Problem details: Starting at the first line of the data below, repeat each line word for word up to and including the line with "#[derive(Clone, Debug, Default)]".

Records shown:

.....

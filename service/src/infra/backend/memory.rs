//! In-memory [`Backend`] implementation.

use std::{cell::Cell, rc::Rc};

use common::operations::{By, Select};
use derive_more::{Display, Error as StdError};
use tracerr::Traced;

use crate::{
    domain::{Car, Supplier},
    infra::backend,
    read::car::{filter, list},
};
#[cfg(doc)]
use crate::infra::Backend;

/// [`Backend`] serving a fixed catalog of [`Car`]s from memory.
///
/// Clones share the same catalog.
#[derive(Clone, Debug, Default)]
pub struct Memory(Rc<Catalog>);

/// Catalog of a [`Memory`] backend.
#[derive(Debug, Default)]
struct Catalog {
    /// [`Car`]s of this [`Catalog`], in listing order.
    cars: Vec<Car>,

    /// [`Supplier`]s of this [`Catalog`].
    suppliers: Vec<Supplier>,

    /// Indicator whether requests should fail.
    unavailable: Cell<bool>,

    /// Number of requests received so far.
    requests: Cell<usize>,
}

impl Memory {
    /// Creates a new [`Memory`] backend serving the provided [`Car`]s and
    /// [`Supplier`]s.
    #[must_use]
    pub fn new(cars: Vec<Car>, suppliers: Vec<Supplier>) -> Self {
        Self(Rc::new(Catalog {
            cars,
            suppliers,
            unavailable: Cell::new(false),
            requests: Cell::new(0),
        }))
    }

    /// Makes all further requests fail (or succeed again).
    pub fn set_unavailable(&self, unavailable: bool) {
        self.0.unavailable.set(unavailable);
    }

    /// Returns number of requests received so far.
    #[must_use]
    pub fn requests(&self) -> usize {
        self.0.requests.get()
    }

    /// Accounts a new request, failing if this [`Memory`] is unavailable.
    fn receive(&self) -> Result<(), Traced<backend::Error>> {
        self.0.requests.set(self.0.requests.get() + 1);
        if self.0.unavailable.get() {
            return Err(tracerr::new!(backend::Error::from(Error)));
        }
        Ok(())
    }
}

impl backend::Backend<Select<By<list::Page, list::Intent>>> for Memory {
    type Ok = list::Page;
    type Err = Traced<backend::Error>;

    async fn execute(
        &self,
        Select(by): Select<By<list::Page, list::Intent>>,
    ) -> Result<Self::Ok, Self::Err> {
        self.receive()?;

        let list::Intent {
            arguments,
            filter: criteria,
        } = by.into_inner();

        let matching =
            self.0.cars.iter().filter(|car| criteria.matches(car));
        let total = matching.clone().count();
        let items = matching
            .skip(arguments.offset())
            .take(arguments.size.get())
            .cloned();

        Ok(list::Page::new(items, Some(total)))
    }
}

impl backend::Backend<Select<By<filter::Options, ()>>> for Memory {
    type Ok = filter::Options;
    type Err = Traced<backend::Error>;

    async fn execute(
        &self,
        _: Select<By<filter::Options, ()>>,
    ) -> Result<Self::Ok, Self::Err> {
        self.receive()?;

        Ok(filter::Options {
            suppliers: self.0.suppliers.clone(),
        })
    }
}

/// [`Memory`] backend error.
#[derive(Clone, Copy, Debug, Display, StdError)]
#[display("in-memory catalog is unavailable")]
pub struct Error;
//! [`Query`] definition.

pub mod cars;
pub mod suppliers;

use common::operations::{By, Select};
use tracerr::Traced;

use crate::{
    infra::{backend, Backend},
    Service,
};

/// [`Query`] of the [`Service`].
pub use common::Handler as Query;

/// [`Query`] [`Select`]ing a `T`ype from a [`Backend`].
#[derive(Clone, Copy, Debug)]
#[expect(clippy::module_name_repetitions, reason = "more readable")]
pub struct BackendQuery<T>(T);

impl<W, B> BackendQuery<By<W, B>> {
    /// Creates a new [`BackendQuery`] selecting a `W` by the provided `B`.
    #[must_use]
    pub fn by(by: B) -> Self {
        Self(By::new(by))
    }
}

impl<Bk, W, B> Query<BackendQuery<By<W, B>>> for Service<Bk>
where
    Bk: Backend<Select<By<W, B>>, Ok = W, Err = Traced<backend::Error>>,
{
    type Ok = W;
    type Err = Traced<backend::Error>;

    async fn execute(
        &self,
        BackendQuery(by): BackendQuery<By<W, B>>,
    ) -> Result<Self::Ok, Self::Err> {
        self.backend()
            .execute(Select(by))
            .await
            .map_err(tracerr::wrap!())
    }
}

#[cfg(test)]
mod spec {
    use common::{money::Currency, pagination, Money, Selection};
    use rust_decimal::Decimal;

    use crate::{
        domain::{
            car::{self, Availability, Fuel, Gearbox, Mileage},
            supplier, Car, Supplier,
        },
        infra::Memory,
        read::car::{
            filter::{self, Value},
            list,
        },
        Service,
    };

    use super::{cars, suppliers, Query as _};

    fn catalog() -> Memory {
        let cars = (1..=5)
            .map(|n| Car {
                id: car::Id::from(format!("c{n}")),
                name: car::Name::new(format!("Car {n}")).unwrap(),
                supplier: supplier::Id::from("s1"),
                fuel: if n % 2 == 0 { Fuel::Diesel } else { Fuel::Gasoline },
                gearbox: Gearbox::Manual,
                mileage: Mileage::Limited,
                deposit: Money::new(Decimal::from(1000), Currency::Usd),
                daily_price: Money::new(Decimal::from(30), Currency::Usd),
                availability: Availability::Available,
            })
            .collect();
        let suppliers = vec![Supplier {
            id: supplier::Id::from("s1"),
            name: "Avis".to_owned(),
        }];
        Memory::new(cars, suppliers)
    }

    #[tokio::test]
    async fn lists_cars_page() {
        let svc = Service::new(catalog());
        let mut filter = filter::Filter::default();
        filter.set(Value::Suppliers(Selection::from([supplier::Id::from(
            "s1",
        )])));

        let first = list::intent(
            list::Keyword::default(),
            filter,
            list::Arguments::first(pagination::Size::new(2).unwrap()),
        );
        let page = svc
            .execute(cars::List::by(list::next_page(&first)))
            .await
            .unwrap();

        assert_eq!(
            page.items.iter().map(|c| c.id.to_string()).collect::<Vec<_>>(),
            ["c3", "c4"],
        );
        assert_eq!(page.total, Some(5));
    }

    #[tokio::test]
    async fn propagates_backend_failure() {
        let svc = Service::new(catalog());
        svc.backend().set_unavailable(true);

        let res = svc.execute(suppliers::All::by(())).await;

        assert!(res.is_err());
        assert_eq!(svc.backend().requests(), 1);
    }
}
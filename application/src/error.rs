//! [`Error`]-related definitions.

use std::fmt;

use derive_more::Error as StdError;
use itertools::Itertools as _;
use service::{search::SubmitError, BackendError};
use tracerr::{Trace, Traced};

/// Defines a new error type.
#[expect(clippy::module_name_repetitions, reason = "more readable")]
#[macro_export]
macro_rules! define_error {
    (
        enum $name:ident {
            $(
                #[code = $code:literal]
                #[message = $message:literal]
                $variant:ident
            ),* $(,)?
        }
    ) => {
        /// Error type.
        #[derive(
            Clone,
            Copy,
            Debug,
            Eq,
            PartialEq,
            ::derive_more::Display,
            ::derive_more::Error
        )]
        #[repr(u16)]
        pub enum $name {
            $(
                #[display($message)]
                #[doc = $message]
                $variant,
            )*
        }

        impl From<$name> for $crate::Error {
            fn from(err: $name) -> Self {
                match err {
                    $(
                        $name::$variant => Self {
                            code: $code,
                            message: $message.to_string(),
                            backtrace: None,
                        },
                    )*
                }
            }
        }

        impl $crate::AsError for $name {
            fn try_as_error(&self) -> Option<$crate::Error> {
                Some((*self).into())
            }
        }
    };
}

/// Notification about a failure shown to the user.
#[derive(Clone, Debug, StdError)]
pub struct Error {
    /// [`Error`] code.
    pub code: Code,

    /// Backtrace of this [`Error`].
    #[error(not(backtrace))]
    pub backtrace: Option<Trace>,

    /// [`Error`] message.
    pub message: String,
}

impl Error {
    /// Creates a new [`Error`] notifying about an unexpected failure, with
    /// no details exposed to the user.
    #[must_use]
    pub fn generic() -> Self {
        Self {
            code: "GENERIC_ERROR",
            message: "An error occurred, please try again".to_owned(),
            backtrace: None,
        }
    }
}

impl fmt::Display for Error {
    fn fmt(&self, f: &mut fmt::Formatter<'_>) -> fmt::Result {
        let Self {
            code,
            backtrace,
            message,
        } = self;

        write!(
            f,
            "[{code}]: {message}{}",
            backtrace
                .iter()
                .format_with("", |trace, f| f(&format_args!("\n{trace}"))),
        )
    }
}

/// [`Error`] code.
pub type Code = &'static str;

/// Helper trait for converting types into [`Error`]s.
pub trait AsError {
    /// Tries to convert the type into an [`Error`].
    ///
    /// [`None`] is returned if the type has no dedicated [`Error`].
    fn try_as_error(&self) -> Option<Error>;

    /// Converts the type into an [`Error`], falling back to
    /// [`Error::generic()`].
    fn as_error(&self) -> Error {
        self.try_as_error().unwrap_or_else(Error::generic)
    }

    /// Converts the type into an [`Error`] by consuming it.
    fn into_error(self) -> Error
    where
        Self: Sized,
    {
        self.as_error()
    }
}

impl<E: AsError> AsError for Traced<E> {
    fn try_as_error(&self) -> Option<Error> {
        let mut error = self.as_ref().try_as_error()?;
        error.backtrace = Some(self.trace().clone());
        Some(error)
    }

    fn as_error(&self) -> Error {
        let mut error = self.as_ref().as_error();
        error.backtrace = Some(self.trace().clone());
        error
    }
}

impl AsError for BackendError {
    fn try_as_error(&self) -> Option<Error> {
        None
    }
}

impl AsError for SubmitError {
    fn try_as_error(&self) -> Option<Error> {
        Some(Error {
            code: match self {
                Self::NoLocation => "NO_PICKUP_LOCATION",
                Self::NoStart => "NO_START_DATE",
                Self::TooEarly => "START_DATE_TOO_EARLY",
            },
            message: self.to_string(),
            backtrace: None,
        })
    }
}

.....

Result of the task:
filename service/src/infra/backend/memory.rs
//! In-memory [`Backend`] implementation.

use std::{cell::Cell, rc::Rc};

use common::operations::{By, Select};
use derive_more::{Display, Error as StdError};
use tracerr::Traced;

use crate::{
    domain::{Car, Supplier},
    infra::backend,
    read::car::{filter, list},
};
#[cfg(doc)]
use crate::infra::Backend;

/// [`Backend`] serving a fixed catalog of [`Car`]s from memory.
///
/// Clones share the same catalog.
#[derive(Clone, Debug, Default)]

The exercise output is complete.